Print the listing below exactly as written.
Content starts
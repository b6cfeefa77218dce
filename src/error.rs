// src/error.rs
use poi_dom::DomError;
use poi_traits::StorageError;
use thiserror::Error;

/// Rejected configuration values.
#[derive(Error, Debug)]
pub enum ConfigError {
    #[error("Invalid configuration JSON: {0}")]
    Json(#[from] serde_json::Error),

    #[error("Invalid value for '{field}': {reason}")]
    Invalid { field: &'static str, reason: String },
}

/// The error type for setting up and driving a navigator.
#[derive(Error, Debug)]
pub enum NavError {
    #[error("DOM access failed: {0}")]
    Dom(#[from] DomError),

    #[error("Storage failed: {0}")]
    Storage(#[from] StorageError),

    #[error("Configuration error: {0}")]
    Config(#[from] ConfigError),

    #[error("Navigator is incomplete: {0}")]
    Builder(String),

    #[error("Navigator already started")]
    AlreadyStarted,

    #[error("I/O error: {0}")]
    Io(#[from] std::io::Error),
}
Content ends
### RESPONSE AREA:
repository b6cfeefa77218dce
filename src/error.rs
// src/error.rs
use poi_dom::DomError;
use poi_traits::StorageError;
use thiserror::Error;

/// Rejected configuration values.
#[derive(Error, Debug)]
pub enum ConfigError {
    #[error("Invalid configuration JSON: {0}")]
    Json(#[from] serde_json::Error),

    #[error("Invalid value for '{field}': {reason}")]
    Invalid { field: &'static str, reason: String },
}

/// The error type for setting up and driving a navigator.
#[derive(Error, Debug)]
pub enum NavError {
    #[error("DOM access failed: {0}")]
    Dom(#[from] DomError),

    #[error("Storage failed: {0}")]
    Storage(#[from] StorageError),

    #[error("Configuration error: {0}")]
    Config(#[from] ConfigError),

    #[error("Navigator is incomplete: {0}")]
    Builder(String),

    #[error("Navigator already started")]
    AlreadyStarted,

    #[error("I/O error: {0}")]
    Io(#[from] std::io::Error),
}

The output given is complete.